GOAL OF THE EXERCISE:
Work through the data below and give the number of lines holding the word "transition", without any other text.

START MATERIAL FOR THE TASK

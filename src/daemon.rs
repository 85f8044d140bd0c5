//! Assistant daemon: wake word listening and dialog turns

use std::sync::Arc;
use std::time::Duration;

use tokio::sync::mpsc;

use crate::dialog::{ConversationState, DialogSession, DialogSettings, DialogTransport};
use crate::notify::{InteractionState, StateNotifier};
use crate::voice::{
    CaptureSource, KeywordSpotter, ListenOutcome, ListenReport, PlaybackSink, RETRY_BACKOFF,
    WakeListener,
};
use crate::{Error, Result};

/// Pause after a failed wake cycle before listening again
pub const FAILURE_BACKOFF: Duration = Duration::from_secs(1);

/// Main daemon that runs the wake / converse cycle
pub struct Daemon {
    capture: Arc<dyn CaptureSource>,
    spotter: Option<KeywordSpotter>,
    transport: Arc<dyn DialogTransport>,
    playback: Box<dyn PlaybackSink>,
    notifier: Arc<dyn StateNotifier>,
    settings: DialogSettings,
    capture_backoff: Duration,
    failure_backoff: Duration,
    cycles: usize,
}

/// How waiting for the wake word ended
enum WakeEnd {
    Detected,
    Failed,
    Shutdown,
}

impl Daemon {
    /// Create a daemon over its components
    pub fn new(
        capture: Arc<dyn CaptureSource>,
        spotter: KeywordSpotter,
        transport: Arc<dyn DialogTransport>,
        playback: Box<dyn PlaybackSink>,
        notifier: Arc<dyn StateNotifier>,
        settings: DialogSettings,
    ) -> Self {
        Self {
            capture,
            spotter: Some(spotter),
            transport,
            playback,
            notifier,
            settings,
            capture_backoff: RETRY_BACKOFF,
            failure_backoff: FAILURE_BACKOFF,
            cycles: 0,
        }
    }

    /// Override the capture retry and failure backoffs
    #[must_use]
    pub const fn with_backoff(mut self, capture: Duration, failure: Duration) -> Self {
        self.capture_backoff = capture;
        self.failure_backoff = failure;
        self
    }

    /// Run until shutdown is signalled
    ///
    /// # Errors
    ///
    /// Returns error if the wake listener thread cannot be started or dies
    pub async fn run(mut self, shutdown_rx: &mut mpsc::Receiver<()>) -> Result<()> {
        tracing::info!(device_id = %self.settings.device_id, "assistant started");

        loop {
            self.notifier.notify(InteractionState::Idle);

            match self.wait_for_wake(shutdown_rx).await? {
                WakeEnd::Detected => {}
                WakeEnd::Shutdown => break,
                WakeEnd::Failed => {
                    self.notifier.notify(InteractionState::Error);
                    tokio::select! {
                        _ = shutdown_rx.recv() => break,
                        () = tokio::time::sleep(self.failure_backoff) => continue,
                    }
                }
            }

            if self.converse(shutdown_rx).await {
                break;
            }
        }

        tracing::info!(cycles = self.cycles, "assistant stopped");
        Ok(())
    }

    /// Run the wake listener on its own thread until it exits
    async fn wait_for_wake(&mut self, shutdown_rx: &mut mpsc::Receiver<()>) -> Result<WakeEnd> {
        let mut spotter = self
            .spotter
            .take()
            .ok_or_else(|| Error::Config("keyword spotter unavailable".to_string()))?;

        // Every cycle after the first starts from a fresh session so offsets
        // restart at zero
        if self.cycles > 0
            && let Err(e) = spotter.duplicate_and_reconfigure()
        {
            tracing::warn!(error = %e, "failed to refresh keyword session, keeping current");
        }
        self.cycles += 1;

        let listener =
            WakeListener::new(Arc::clone(&self.capture), spotter).with_backoff(self.capture_backoff);
        let handle = listener.spawn()?;
        let stop = handle.stop_signal();
        let mut join = tokio::task::spawn_blocking(move || handle.join());

        let mut shutdown = false;
        let joined = tokio::select! {
            joined = &mut join => joined,
            _ = shutdown_rx.recv() => {
                tracing::info!("shutdown requested");
                shutdown = true;
                stop.request_stop();
                join.await
            }
        };

        let ListenReport {
            outcome,
            spotter,
            chunks,
            overruns,
        } = joined.map_err(|e| Error::Audio(format!("failed to join wake listener: {e}")))??;
        self.spotter = Some(spotter);
        tracing::debug!(cycle = self.cycles, chunks, overruns, "wake cycle ended");

        if shutdown {
            return Ok(WakeEnd::Shutdown);
        }

        Ok(match outcome {
            ListenOutcome::Detected(_) => WakeEnd::Detected,
            ListenOutcome::Stopped => WakeEnd::Shutdown,
            ListenOutcome::DeviceLost => {
                tracing::error!("capture device lost, restarting wake cycle");
                WakeEnd::Failed
            }
            ListenOutcome::DeviceUnavailable(e) => {
                tracing::error!(error = %e, "capture device unavailable, restarting wake cycle");
                WakeEnd::Failed
            }
            ListenOutcome::EngineFailed(e) => {
                tracing::error!(error = %e, "keyword engine failed, restarting wake cycle");
                WakeEnd::Failed
            }
        })
    }

    /// Run dialog turns until the service stops asking for more
    ///
    /// Returns `true` if shutdown was requested.
    async fn converse(&mut self, shutdown_rx: &mut mpsc::Receiver<()>) -> bool {
        let mut conversation_state: Option<ConversationState> = None;
        let mut turns = 0usize;

        loop {
            self.notifier.notify(InteractionState::Listening);
            turns += 1;

            let session = DialogSession::new(
                self.transport.as_ref(),
                Arc::clone(&self.capture),
                self.playback.as_mut(),
                self.notifier.as_ref(),
                &self.settings,
            )
            .with_backoff(self.capture_backoff);

            let result = tokio::select! {
                result = session.run(conversation_state.take()) => result,
                _ = shutdown_rx.recv() => {
                    tracing::info!("shutdown requested during dialog");
                    return true;
                }
            };

            match result {
                Ok(outcome) => {
                    for action in &outcome.device_actions {
                        tracing::debug!(action = %action, "device action not handled");
                    }
                    conversation_state = outcome.conversation_state;
                    if !outcome.continue_dialog {
                        break;
                    }
                    tracing::debug!(turns, "continuing conversation");
                }
                Err(e) => {
                    tracing::error!(error = %e, turns, "dialog failed, returning to wake word");
                    self.notifier.notify(InteractionState::Error);
                    break;
                }
            }
        }

        tracing::info!(turns, "conversation ended");
        false
    }
}
//! Wake word engine backed by rustpotter
//!
//! The model file stem is the phrase reported on detection, so a model saved
//! as `alexa.rpw` reports `"alexa"`. Rustpotter scores whole frames, so the
//! offsets reported are frame boundaries.

use std::path::{Path, PathBuf};

use rustpotter::{Rustpotter, RustpotterConfig, SampleFormat};

use super::capture::SAMPLE_RATE;
use super::spotter::{DetectionEngine, EngineSession, ResultHandler, SpotResult, Task};
use crate::error::EngineError;

/// Loads rustpotter wake word models
#[derive(Debug, Clone)]
pub struct RustpotterEngine {
    threshold: f32,
}

impl RustpotterEngine {
    /// Create an engine with the given detection threshold
    #[must_use]
    pub const fn new(threshold: f32) -> Self {
        Self { threshold }
    }
}

impl DetectionEngine for RustpotterEngine {
    fn load(&self, model_path: &Path) -> Result<Box<dyn EngineSession>, EngineError> {
        let session = RustpotterSession::open(model_path.to_path_buf(), self.threshold, None)?;
        Ok(Box::new(session))
    }
}

struct RustpotterSession {
    detector: Rustpotter,
    model_path: PathBuf,
    threshold: f32,
    phrase: String,
    task: Option<Task>,
    handler: Option<ResultHandler>,
    auto_flush: bool,
    pending: Vec<f32>,
    processed: u64,
}

impl RustpotterSession {
    fn open(model_path: PathBuf, threshold: f32, task: Option<Task>) -> Result<Self, EngineError> {
        let load_error = |detail: String| EngineError::Load {
            path: model_path.display().to_string(),
            detail,
        };

        let path_str = model_path
            .to_str()
            .ok_or_else(|| load_error("model path is not valid UTF-8".to_string()))?;
        let phrase = model_path
            .file_stem()
            .and_then(|s| s.to_str())
            .ok_or_else(|| load_error("model path has no file name".to_string()))?
            .to_string();

        let mut config = RustpotterConfig::default();
        config.fmt.sample_rate = SAMPLE_RATE as usize;
        config.fmt.channels = 1;
        config.fmt.sample_format = SampleFormat::F32;
        config.detector.threshold = threshold;

        let mut detector = Rustpotter::new(&config).map_err(|e| load_error(e.to_string()))?;
        detector
            .add_wakeword_from_file(&phrase, path_str)
            .map_err(|e| load_error(e.to_string()))?;

        tracing::debug!(model = path_str, phrase = %phrase, threshold, "rustpotter session loaded");

        Ok(Self {
            detector,
            model_path,
            threshold,
            phrase,
            task,
            handler: None,
            // Engine default; the spotter turns it off
            auto_flush: true,
            pending: Vec::new(),
            processed: 0,
        })
    }

    fn run_frame(&mut self, frame: &[f32]) -> Result<(), EngineError> {
        let begin = self.processed;
        self.processed += frame.len() as u64;

        if let Some(detection) = self.detector.process_f32(frame) {
            let handler = self.handler.as_mut().ok_or_else(|| EngineError::Option {
                option: "result handler",
                detail: "no handler bound".to_string(),
            })?;
            handler(SpotResult {
                text: detection.name,
                begin_sample: begin,
                end_sample: self.processed,
            });
        }
        Ok(())
    }
}

impl EngineSession for RustpotterSession {
    fn require_task(&mut self, task: Task) -> Result<(), EngineError> {
        match task {
            Task::PhraseSpot => {
                self.task = Some(task);
                Ok(())
            }
        }
    }

    fn set_auto_flush(&mut self, enabled: bool) -> Result<(), EngineError> {
        self.auto_flush = enabled;
        Ok(())
    }

    fn set_result_handler(&mut self, handler: ResultHandler) -> Result<(), EngineError> {
        self.handler = Some(handler);
        Ok(())
    }

    fn process(&mut self, pcm: &[u8]) -> Result<(), EngineError> {
        if self.task.is_none() {
            return Err(EngineError::Process("no task required".to_string()));
        }

        self.pending.extend(
            pcm.chunks_exact(2)
                .map(|b| f32::from(i16::from_le_bytes([b[0], b[1]])) / 32768.0),
        );

        let frame_len = self.detector.get_samples_per_frame();
        while self.pending.len() >= frame_len {
            let frame: Vec<f32> = self.pending.drain(..frame_len).collect();
            self.run_frame(&frame)?;
        }

        if self.auto_flush && !self.pending.is_empty() {
            let mut frame = std::mem::take(&mut self.pending);
            frame.resize(frame_len, 0.0);
            self.run_frame(&frame)?;
        }
        Ok(())
    }

    fn duplicate(&self) -> Result<Box<dyn EngineSession>, EngineError> {
        let session = Self::open(self.model_path.clone(), self.threshold, self.task)
            .map_err(|e| EngineError::Duplicate(e.to_string()))?;
        Ok(Box::new(session))
    }
}

impl std::fmt::Debug for RustpotterSession {
    fn fmt(&self, f: &mut std::fmt::Formatter<'_>) -> std::fmt::Result {
        f.debug_struct("RustpotterSession")
            .field("model_path", &self.model_path)
            .field("phrase", &self.phrase)
            .field("auto_flush", &self.auto_flush)
            .field("processed", &self.processed)
            .finish_non_exhaustive()
    }
}
//! Wake listener: the capture-to-spotter loop
//!
//! Runs on its own thread, pulling chunks from a capture device into the
//! keyword spotter until the trigger phrase is heard, the device fails, or a
//! stop is requested. The stop flag is the only state shared with the caller.

use std::sync::Arc;
use std::sync::atomic::{AtomicBool, Ordering};
use std::thread::JoinHandle;
use std::time::Duration;

use super::capture::{CaptureSource, ReadOutcome};
use super::spotter::{DetectionOutcome, KeywordSpotter};
use crate::error::{DeviceError, EngineError};
use crate::{Error, Result};

/// Delay before retrying an empty device read
pub const RETRY_BACKOFF: Duration = Duration::from_millis(20);

/// Cooperative stop flag shared with a capture thread
#[derive(Debug, Clone, Default)]
pub struct StopSignal(Arc<AtomicBool>);

impl StopSignal {
    /// Create an unset signal
    #[must_use]
    pub fn new() -> Self {
        Self::default()
    }

    /// Ask the owning loop to stop after its current read
    pub fn request_stop(&self) {
        self.0.store(true, Ordering::Release);
    }

    /// Whether a stop was requested
    #[must_use]
    pub fn is_stop_requested(&self) -> bool {
        self.0.load(Ordering::Acquire)
    }
}

/// Listener state
#[derive(Debug, Clone, Copy, PartialEq, Eq)]
pub enum ListenerState {
    /// Waiting for the trigger phrase
    Armed,
    /// Trigger heard; terminal for this cycle
    Detected,
    /// Shutting down and releasing the device
    Stopping,
}

/// A trigger phrase detection
#[derive(Debug, Clone, PartialEq, Eq)]
pub struct Detection {
    /// Phrase text
    pub phrase: String,
    /// Begin offset in samples, relative to the current engine session
    pub begin: u64,
    /// End offset in samples, relative to the current engine session
    pub end: u64,
}

/// Why the listener exited
#[derive(Debug, Clone, PartialEq, Eq)]
pub enum ListenOutcome {
    /// The trigger phrase was heard
    Detected(Detection),
    /// A stop was requested
    Stopped,
    /// The device reported an unrecoverable error
    DeviceLost,
    /// The device could not be opened
    DeviceUnavailable(DeviceError),
    /// The engine session could not be replaced after an overrun
    EngineFailed(EngineError),
}

/// What the listener hands back when it exits
pub struct ListenReport {
    /// Exit reason
    pub outcome: ListenOutcome,
    /// The spotter, returned to the caller for the next cycle
    pub spotter: KeywordSpotter,
    /// Chunks fed to the spotter
    pub chunks: usize,
    /// Overruns recovered from
    pub overruns: usize,
}

/// Drives capture chunks into a keyword spotter
pub struct WakeListener {
    source: Arc<dyn CaptureSource>,
    spotter: KeywordSpotter,
    stop: StopSignal,
    backoff: Duration,
    state: ListenerState,
    chunks: usize,
    overruns: usize,
}

impl WakeListener {
    /// Create a listener over a capture source and spotter
    #[must_use]
    pub fn new(source: Arc<dyn CaptureSource>, spotter: KeywordSpotter) -> Self {
        Self {
            source,
            spotter,
            stop: StopSignal::new(),
            backoff: RETRY_BACKOFF,
            state: ListenerState::Armed,
            chunks: 0,
            overruns: 0,
        }
    }

    /// Override the retry backoff
    #[must_use]
    pub const fn with_backoff(mut self, backoff: Duration) -> Self {
        self.backoff = backoff;
        self
    }

    /// Signal that stops this listener
    #[must_use]
    pub fn stop_signal(&self) -> StopSignal {
        self.stop.clone()
    }

    /// Current state
    #[must_use]
    pub const fn state(&self) -> ListenerState {
        self.state
    }

    /// Run the loop on the calling thread until it exits
    ///
    /// The device is opened here and closed before returning, whatever the
    /// exit reason.
    #[must_use]
    pub fn run(mut self) -> ListenReport {
        let mut device = match self.source.open() {
            Ok(device) => device,
            Err(e) => {
                tracing::error!(error = %e, "failed to open capture device");
                self.transition(ListenerState::Stopping);
                return self.into_report(ListenOutcome::DeviceUnavailable(e));
            }
        };

        tracing::info!("listening for wake word");

        let outcome = loop {
            if self.stop.is_stop_requested() {
                self.transition(ListenerState::Stopping);
                break ListenOutcome::Stopped;
            }

            match device.read_chunk() {
                Ok(chunk) => {
                    self.chunks += 1;
                    match self.spotter.feed(chunk) {
                        DetectionOutcome::Match { phrase, begin, end } => {
                            tracing::info!(phrase = %phrase, begin, end, "wake word detected");
                            self.transition(ListenerState::Detected);
                            break ListenOutcome::Detected(Detection { phrase, begin, end });
                        }
                        DetectionOutcome::NoMatch => {}
                        DetectionOutcome::EngineError(detail) => {
                            tracing::warn!(detail = %detail, "no detection for chunk");
                        }
                    }
                }
                Err(ReadOutcome::TransientRetry) => std::thread::sleep(self.backoff),
                Err(ReadOutcome::Overrun) => {
                    self.overruns += 1;
                    tracing::warn!(overruns = self.overruns, "capture overrun, resetting keyword session");
                    if let Err(e) = self.spotter.duplicate_and_reconfigure() {
                        tracing::error!(error = %e, "keyword session reset failed");
                        self.transition(ListenerState::Stopping);
                        break ListenOutcome::EngineFailed(e);
                    }
                }
                Err(ReadOutcome::SuspendedRecoverable) => {
                    tracing::warn!("capture device suspended");
                    std::thread::sleep(self.backoff);
                }
                Err(ReadOutcome::Fatal) => {
                    tracing::error!("capture device failed");
                    self.transition(ListenerState::Stopping);
                    break ListenOutcome::DeviceLost;
                }
            }
        };

        device.close();
        tracing::debug!(chunks = self.chunks, overruns = self.overruns, "wake listener exited");
        self.into_report(outcome)
    }

    /// Run the loop on a dedicated thread
    ///
    /// # Errors
    ///
    /// Returns error if the thread cannot be spawned
    pub fn spawn(self) -> Result<ListenerHandle> {
        let stop = self.stop_signal();
        let handle = std::thread::Builder::new()
            .name("hark-wake".to_string())
            .spawn(move || self.run())?;
        Ok(ListenerHandle { stop, handle })
    }

    fn transition(&mut self, next: ListenerState) {
        if self.state != next {
            tracing::debug!(from = ?self.state, to = ?next, "wake listener transition");
            self.state = next;
        }
    }

    fn into_report(self, outcome: ListenOutcome) -> ListenReport {
        ListenReport {
            outcome,
            spotter: self.spotter,
            chunks: self.chunks,
            overruns: self.overruns,
        }
    }
}

/// Handle to a listener running on its own thread
pub struct ListenerHandle {
    stop: StopSignal,
    handle: JoinHandle<ListenReport>,
}

impl ListenerHandle {
    /// Ask the listener to stop
    pub fn stop(&self) {
        self.stop.request_stop();
    }

    /// Signal that stops this listener
    #[must_use]
    pub fn stop_signal(&self) -> StopSignal {
        self.stop.clone()
    }

    /// Whether the listener thread has exited
    #[must_use]
    pub fn is_finished(&self) -> bool {
        self.handle.is_finished()
    }

    /// Wait for the listener to exit
    ///
    /// # Errors
    ///
    /// Returns error if the listener thread panicked
    pub fn join(self) -> Result<ListenReport> {
        self.handle
            .join()
            .map_err(|_| Error::Audio("wake listener thread panicked".to_string()))
    }
}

END MATERIAL FOR THE TASK

RESPONSE AREA:
7